__Task to carry out__
Please return every line of the records below that holds the word "Animation".

+ + + + +

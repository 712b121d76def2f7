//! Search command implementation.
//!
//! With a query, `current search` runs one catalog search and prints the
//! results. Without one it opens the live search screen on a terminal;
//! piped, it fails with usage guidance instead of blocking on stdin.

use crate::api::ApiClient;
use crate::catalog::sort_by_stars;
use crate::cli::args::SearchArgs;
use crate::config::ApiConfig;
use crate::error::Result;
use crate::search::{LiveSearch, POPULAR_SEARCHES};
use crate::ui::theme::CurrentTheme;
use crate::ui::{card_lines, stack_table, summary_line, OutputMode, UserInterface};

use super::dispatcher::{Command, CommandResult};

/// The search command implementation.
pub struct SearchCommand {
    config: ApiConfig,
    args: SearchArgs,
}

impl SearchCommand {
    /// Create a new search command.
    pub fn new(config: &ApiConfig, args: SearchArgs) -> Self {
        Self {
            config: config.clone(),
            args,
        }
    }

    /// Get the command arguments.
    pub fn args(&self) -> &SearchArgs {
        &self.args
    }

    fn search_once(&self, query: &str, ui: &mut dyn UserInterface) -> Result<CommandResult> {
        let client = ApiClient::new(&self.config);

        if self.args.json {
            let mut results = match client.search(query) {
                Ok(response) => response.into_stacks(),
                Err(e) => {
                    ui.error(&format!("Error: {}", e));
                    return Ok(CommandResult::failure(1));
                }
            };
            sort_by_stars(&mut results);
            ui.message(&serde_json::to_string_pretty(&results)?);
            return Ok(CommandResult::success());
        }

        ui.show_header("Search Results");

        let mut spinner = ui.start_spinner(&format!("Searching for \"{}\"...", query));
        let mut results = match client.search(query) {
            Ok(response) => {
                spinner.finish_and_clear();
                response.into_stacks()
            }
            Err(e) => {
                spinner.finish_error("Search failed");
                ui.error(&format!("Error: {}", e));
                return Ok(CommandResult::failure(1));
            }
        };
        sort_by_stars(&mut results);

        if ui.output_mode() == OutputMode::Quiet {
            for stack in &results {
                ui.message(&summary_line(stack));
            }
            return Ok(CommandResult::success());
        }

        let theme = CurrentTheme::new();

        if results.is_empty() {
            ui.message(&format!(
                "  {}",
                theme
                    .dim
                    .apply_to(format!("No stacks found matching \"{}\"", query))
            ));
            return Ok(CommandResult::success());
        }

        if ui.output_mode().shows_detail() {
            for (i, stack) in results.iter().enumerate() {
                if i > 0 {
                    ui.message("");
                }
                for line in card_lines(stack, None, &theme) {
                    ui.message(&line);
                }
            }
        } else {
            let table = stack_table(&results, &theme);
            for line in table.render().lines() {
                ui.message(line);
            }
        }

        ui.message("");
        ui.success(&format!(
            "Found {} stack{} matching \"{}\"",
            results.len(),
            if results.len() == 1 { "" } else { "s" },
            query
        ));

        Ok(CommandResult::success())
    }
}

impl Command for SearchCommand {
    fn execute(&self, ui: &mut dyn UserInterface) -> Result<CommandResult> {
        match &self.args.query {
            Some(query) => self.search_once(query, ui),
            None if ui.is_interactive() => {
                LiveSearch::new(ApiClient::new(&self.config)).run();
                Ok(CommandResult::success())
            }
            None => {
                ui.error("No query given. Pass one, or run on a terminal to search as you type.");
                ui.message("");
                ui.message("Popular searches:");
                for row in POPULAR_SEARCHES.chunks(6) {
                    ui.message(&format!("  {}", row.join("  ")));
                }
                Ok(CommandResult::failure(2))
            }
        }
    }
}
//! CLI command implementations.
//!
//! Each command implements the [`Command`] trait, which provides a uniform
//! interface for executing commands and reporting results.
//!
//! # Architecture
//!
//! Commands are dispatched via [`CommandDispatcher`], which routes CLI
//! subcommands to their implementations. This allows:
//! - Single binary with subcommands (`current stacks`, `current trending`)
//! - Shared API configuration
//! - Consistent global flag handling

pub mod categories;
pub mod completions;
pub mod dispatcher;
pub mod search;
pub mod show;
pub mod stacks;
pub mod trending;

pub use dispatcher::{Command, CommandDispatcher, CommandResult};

+ + + + +

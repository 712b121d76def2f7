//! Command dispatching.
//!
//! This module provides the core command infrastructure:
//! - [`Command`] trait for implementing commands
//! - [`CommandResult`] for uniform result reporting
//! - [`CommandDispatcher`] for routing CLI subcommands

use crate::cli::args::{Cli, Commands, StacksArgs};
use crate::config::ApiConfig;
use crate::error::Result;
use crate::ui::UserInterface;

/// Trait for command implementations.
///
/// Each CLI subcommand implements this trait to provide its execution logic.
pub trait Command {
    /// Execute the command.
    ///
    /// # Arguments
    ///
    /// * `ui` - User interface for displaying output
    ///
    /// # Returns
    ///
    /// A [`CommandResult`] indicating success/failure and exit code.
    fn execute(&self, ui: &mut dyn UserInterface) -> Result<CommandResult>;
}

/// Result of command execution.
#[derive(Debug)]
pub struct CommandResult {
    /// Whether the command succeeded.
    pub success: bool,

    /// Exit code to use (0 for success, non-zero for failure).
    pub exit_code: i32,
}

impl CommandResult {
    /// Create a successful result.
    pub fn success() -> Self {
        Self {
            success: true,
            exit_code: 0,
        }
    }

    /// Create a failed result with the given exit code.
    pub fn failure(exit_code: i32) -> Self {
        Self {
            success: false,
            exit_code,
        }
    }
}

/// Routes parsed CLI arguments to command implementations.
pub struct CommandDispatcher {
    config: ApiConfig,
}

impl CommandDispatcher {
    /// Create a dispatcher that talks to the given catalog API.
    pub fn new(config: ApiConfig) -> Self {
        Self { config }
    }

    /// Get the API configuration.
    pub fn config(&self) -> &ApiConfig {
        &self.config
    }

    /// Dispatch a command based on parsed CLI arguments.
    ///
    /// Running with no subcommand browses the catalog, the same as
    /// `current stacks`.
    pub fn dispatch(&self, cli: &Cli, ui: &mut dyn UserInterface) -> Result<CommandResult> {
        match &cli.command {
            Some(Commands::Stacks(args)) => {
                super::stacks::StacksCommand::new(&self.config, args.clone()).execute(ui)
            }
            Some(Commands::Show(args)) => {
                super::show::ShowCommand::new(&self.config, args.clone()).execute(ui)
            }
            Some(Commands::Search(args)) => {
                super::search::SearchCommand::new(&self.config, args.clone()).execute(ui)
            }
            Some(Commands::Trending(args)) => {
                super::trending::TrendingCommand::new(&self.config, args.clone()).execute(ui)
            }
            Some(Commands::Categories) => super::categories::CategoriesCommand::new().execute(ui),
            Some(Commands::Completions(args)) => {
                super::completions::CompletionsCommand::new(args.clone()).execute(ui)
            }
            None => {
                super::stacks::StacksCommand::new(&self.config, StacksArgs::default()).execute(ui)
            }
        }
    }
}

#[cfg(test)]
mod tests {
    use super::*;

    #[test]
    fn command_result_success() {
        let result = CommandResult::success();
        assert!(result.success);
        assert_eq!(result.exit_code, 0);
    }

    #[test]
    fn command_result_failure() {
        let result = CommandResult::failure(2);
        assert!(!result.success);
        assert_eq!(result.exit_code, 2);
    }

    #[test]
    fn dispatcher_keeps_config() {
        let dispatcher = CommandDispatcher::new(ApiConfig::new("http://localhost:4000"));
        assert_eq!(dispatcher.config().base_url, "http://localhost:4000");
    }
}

+ + + + +

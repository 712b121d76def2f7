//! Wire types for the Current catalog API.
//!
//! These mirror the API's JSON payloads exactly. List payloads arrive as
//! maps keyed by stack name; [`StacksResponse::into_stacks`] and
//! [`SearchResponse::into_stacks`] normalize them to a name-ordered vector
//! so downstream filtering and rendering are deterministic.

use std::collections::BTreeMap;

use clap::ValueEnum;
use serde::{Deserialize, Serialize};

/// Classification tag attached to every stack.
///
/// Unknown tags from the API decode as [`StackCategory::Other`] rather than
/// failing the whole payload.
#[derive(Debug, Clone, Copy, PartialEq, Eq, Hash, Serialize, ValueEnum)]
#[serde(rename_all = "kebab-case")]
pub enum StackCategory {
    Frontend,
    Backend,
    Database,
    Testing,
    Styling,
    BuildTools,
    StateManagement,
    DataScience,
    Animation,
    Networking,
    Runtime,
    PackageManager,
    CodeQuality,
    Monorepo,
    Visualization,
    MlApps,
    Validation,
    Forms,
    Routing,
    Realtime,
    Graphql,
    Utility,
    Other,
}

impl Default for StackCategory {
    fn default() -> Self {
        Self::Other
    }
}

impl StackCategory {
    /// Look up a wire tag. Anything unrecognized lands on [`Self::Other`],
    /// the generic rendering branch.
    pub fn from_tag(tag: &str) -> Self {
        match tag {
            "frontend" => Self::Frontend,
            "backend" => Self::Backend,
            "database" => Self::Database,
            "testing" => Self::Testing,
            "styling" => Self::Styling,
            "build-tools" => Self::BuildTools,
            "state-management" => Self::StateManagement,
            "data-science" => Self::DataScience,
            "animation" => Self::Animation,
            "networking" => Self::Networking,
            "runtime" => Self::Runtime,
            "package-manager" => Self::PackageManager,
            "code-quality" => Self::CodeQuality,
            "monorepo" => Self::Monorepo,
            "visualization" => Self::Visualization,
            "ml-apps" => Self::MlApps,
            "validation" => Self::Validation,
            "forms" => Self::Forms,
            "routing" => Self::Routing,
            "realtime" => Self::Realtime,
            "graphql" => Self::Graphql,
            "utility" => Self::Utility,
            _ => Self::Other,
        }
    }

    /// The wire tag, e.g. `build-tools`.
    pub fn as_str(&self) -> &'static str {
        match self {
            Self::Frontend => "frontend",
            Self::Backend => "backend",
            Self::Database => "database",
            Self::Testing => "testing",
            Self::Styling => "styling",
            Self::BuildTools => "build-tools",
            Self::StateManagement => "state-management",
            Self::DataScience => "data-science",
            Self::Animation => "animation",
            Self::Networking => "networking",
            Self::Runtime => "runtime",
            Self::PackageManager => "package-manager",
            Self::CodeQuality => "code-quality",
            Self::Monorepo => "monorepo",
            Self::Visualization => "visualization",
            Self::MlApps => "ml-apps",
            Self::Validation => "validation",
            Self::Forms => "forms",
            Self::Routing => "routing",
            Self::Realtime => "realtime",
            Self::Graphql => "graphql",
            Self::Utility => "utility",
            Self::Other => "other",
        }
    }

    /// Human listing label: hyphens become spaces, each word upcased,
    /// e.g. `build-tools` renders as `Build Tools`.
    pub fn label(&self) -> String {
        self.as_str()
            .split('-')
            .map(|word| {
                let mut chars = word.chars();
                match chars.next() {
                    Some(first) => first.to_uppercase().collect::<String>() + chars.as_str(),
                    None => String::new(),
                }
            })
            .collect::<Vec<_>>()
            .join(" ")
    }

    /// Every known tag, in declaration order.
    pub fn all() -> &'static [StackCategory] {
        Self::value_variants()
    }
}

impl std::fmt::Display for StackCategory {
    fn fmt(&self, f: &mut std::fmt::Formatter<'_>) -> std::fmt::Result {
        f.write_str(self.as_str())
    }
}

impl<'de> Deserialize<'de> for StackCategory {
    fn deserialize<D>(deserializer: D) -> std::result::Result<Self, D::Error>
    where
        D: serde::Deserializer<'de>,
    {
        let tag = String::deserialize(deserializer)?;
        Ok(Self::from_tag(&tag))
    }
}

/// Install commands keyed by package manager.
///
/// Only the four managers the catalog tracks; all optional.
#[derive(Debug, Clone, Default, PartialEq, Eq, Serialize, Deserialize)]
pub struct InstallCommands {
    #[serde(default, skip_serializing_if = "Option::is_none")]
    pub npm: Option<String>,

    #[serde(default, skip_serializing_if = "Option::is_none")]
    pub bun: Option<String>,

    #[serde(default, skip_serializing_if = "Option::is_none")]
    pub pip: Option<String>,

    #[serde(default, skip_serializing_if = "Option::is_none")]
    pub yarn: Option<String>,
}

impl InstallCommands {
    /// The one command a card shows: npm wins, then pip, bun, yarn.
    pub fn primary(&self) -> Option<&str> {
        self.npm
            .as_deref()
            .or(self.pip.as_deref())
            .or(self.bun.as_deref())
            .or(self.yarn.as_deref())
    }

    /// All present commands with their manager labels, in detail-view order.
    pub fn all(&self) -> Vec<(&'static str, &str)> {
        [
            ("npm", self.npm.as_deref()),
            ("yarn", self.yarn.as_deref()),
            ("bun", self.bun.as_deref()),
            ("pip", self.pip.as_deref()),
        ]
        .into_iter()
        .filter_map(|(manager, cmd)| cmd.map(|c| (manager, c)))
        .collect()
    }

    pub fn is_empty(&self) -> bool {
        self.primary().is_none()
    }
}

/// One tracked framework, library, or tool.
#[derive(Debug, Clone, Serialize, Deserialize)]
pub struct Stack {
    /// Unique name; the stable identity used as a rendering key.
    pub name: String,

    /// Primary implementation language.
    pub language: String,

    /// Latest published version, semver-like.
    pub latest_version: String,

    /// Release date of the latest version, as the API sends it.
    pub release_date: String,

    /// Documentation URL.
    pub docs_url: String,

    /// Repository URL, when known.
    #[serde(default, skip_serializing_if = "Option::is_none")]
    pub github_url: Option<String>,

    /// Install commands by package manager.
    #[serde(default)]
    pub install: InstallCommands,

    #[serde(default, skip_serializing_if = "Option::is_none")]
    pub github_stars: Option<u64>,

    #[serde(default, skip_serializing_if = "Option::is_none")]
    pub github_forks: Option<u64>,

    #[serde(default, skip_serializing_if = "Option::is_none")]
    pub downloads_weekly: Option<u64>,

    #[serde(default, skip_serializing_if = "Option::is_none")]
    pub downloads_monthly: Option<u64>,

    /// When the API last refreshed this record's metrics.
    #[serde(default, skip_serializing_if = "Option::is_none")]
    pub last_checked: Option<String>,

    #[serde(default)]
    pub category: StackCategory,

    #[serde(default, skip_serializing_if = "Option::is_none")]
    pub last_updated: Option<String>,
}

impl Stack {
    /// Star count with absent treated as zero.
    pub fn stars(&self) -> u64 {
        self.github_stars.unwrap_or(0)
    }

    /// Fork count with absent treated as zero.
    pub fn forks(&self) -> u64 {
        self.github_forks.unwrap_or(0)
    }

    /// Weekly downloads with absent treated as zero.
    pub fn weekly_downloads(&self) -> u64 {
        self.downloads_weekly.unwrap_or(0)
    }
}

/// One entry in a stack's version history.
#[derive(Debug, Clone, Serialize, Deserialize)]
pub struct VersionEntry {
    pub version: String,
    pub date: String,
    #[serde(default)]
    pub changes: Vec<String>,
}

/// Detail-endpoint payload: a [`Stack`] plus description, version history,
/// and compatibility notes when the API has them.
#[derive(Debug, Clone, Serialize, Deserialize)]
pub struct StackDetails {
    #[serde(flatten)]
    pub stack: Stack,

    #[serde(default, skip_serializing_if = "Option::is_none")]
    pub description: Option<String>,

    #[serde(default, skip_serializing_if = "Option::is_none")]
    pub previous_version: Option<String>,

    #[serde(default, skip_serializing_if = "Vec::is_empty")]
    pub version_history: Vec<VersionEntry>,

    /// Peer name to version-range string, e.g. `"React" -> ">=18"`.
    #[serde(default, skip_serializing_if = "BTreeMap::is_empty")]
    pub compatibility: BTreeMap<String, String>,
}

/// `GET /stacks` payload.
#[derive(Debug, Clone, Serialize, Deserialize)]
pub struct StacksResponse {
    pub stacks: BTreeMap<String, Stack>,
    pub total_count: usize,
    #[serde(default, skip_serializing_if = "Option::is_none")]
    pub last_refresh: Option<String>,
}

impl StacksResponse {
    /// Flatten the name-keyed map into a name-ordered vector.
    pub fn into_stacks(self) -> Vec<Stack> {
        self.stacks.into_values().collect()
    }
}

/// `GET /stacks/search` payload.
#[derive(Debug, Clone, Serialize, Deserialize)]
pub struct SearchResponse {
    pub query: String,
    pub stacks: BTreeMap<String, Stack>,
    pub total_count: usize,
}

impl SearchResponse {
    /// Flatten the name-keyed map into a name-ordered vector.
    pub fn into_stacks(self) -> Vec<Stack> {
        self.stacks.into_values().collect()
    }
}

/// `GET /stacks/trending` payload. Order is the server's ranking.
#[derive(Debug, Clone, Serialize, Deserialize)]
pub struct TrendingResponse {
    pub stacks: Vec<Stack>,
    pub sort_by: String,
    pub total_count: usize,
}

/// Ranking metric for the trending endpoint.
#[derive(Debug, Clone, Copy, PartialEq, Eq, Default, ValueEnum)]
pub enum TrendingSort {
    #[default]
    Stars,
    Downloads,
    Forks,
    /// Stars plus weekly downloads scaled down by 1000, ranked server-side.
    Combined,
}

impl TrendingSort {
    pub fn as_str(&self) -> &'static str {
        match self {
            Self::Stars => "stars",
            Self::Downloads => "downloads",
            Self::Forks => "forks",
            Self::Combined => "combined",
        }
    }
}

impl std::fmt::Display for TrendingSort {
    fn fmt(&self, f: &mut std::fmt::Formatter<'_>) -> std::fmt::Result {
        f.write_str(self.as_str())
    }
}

+ + + + +

__Task result__
    Animation,
            "animation" => Self::Animation,
            Self::Animation => "animation",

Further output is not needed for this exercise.